Improving the Inference of Sibling Autonomous Systems

Z. Chen, C. Testart, Z. S. Bischof, A. Dainotti.
Type
Conference paper
Publication
Passive and Active Measurement Conference (PAM)
Location
Virtual
Date
Abstract

Correctly mapping Autonomous Systems (ASes) to their owner organizations is critical for connecting AS-level and organization-level research. Unfortunately, constructing an accurate dataset of AS-to-organization mappings is difficult due to a lack of ground truth information. CAIDA AS-to-organization (CA2O), the current state-of-the-art dataset, relies heavily on Whois databases maintained by Regional Internet Registries (RIRs) to infer the AS-to-organization mappings. However,inaccuracies in Whois data can dramatically impact the accuracy of CA2O, particularly for inferences involving ASes owned by the same organization (referred to as sibling ASes).

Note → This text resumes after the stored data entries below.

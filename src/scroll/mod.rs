pub(crate) mod binding;
pub(crate) mod controller;
pub(crate) mod layout;
pub(crate) mod scrub;
pub(crate) mod sink;
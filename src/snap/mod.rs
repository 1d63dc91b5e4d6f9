pub(crate) mod coordinator;
pub(crate) mod range;
pub(crate) mod tween;
/// Crate-wide result alias.
pub type ReelResult<T> = Result<T, ReelError>;

/// Errors raised for static invariant violations.
///
/// Runtime preconditions that the page is expected to hit (an element that is not mounted yet,
/// no pinned sections, zero scroll distance) are never reported through this type; those paths
/// log and return early instead.
#[derive(thiserror::Error, Debug)]
pub enum ReelError {
    /// Invalid configuration or declaration.
    #[error("validation error: {0}")]
    Validation(String),

    /// Invalid timeline segment or timeline construction.
    #[error("timeline error: {0}")]
    Timeline(String),

    /// Invalid scroll binding.
    #[error("binding error: {0}")]
    Binding(String),

    /// Layout measurement that cannot be turned into scroll ranges.
    #[error("layout error: {0}")]
    Layout(String),

    /// Config (de)serialization failure.
    #[error("serialization error: {0}")]
    Serde(String),

    /// Any other error with preserved source.
    #[error(transparent)]
    Other(#[from] anyhow::Error),
}

impl ReelError {
    /// Build a [`ReelError::Validation`].
    pub fn validation(msg: impl Into<String>) -> Self {
        Self::Validation(msg.into())
    }

    /// Build a [`ReelError::Timeline`].
    pub fn timeline(msg: impl Into<String>) -> Self {
        Self::Timeline(msg.into())
    }

    /// Build a [`ReelError::Binding`].
    pub fn binding(msg: impl Into<String>) -> Self {
        Self::Binding(msg.into())
    }

    /// Build a [`ReelError::Layout`].
    pub fn layout(msg: impl Into<String>) -> Self {
        Self::Layout(msg.into())
    }

    /// Build a [`ReelError::Serde`].
    pub fn serde(msg: impl Into<String>) -> Self {
        Self::Serde(msg.into())
    }
}

#[cfg(test)]
#[path = "../../tests/unit/foundation/error.rs"]
mod tests;
//! Static display content. Choreographies only read list lengths (to size staggers and to know
//! which child elements exist); rendering the text is up to the page.

/// Card in the three-up features grid.
#[derive(Clone, Copy, Debug, PartialEq, Eq, serde::Serialize)]
pub struct Feature {
    /// Short heading.
    pub title: &'static str,
    /// One-line description.
    pub description: &'static str,
}

/// Numbered workflow step.
#[derive(Clone, Copy, Debug, PartialEq, Eq, serde::Serialize)]
pub struct WorkflowStep {
    /// Display number (`01`, `02`, ...).
    pub number: &'static str,
    /// Short heading.
    pub title: &'static str,
    /// One-line description.
    pub description: &'static str,
}

/// Media type of a gallery tile.
#[derive(Clone, Copy, Debug, PartialEq, Eq, serde::Serialize)]
#[serde(rename_all = "lowercase")]
pub enum MediaKind {
    /// Animated GIF.
    Gif,
    /// Still image.
    Image,
}

/// Gallery mosaic tile.
#[derive(Clone, Copy, Debug, PartialEq, Eq, serde::Serialize)]
pub struct GalleryItem {
    /// Media type.
    pub kind: MediaKind,
    /// Asset path.
    pub src: &'static str,
    /// Alt text.
    pub alt: &'static str,
}

/// Customer quote.
#[derive(Clone, Copy, Debug, PartialEq, Eq, serde::Serialize)]
pub struct Testimonial {
    /// Quoted text.
    pub quote: &'static str,
    /// Author name.
    pub name: &'static str,
    /// Author role.
    pub role: &'static str,
}

/// Footer link.
#[derive(Clone, Copy, Debug, PartialEq, Eq, serde::Serialize)]
pub struct FooterLink {
    /// Link text.
    pub label: &'static str,
    /// Link target.
    pub href: &'static str,
}

/// Hero headline, one entry per animated line.
pub const HERO_HEADLINE: &[&str] = &["Beautiful", "Rows &", "Columns."];

/// Three-up feature cards.
pub const FEATURES: &[Feature] = &[
    Feature {
        title: "Recursive Split",
        description: "Click any edge to split rows or columns. Nest as deep as you need.",
    },
    Feature {
        title: "Drag & Drop",
        description: "Drop images into any cell. Toggle cover/contain with one click.",
    },
    Feature {
        title: "Keyboard First",
        description: "Move, resize, and reorder without lifting your hands from the keyboard.",
    },
];

/// Deep-feature bullet list.
pub const DEEP_FEATURE_BULLETS: &[&str] = &[
    "Markdown with shortcuts",
    "Cover / contain per image",
    "Export to PDF or images",
];

/// Workflow steps.
pub const WORKFLOW_STEPS: &[WorkflowStep] = &[
    WorkflowStep {
        number: "01",
        title: "Split",
        description: "Add rows or columns to any cell.",
    },
    WorkflowStep {
        number: "02",
        title: "Fill",
        description: "Drop in images, text, or markdown.",
    },
    WorkflowStep {
        number: "03",
        title: "Export",
        description: "Print-ready PDF or image slices.",
    },
];

/// Gallery mosaic tiles, in grid order.
pub const GALLERY_ITEMS: &[GalleryItem] = &[
    GalleryItem {
        kind: MediaKind::Gif,
        src: "/images/gif_layouts.gif",
        alt: "Create multiple layouts in one document",
    },
    GalleryItem {
        kind: MediaKind::Image,
        src: "/images/broco_screen.png",
        alt: "BROCO application interface",
    },
    GalleryItem {
        kind: MediaKind::Gif,
        src: "/images/gif_aspect_ratio.gif",
        alt: "Change aspect ratio easily",
    },
    GalleryItem {
        kind: MediaKind::Gif,
        src: "/images/gif_import.gif",
        alt: "Import files fast",
    },
];

/// Testimonial cards.
pub const TESTIMONIALS: &[Testimonial] = &[
    Testimonial {
        quote: "BROCO is the first layout tool that feels like my sketchbook: fast, modular, and clean.",
        name: "Aiko Tanaka",
        role: "Editorial Designer",
    },
    Testimonial {
        quote: "I use it to build mood boards and pitch decks in minutes. The recursive splitting is genius.",
        name: "Leo Vance",
        role: "Creative Director",
    },
    Testimonial {
        quote: "The keyboard shortcuts are chef's kiss. I can layout an entire portfolio without touching the mouse.",
        name: "Mina Rahman",
        role: "Product Designer",
    },
];

/// Footer "Product" column.
pub const FOOTER_PRODUCT_LINKS: &[FooterLink] = &[
    FooterLink {
        label: "Download",
        href: "https://github.com/s-poony/BROCO/releases",
    },
    FooterLink {
        label: "Features",
        href: "#features",
    },
    FooterLink {
        label: "Changelog",
        href: "https://github.com/s-poony/BROCO/releases",
    },
];

/// Footer "Resources" column.
pub const FOOTER_RESOURCE_LINKS: &[FooterLink] = &[
    FooterLink {
        label: "Shortcuts",
        href: "https://github.com/s-poony/BROCO/blob/main/public/assets/shortcuts.md",
    },
    FooterLink {
        label: "GitHub",
        href: "https://github.com/s-poony/BROCO",
    },
];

In this work, we leverage PeeringDB (PDB) as an additional data source to detect potential errors of sibling relations in CA2O. By conducting a meticulous semi-manual investigation, we discover two pitfalls of using Whois data that result in incorrect inferences in CA2O. We then systematically analyze how these pitfalls influence CA2O. We also build an improved dataset on sibling relations, which corrects the mappings of 12.5% of CA2O organizations with sibling ASes (1,028 CA2O organizations, associated with 3,772 ASNs). To make this process reproducible and scalable, we design an automated approach to recreate our manually-built dataset with high fidelity. The approach is able to automatically improve inferences of sibling ASes for each new version of CA2O.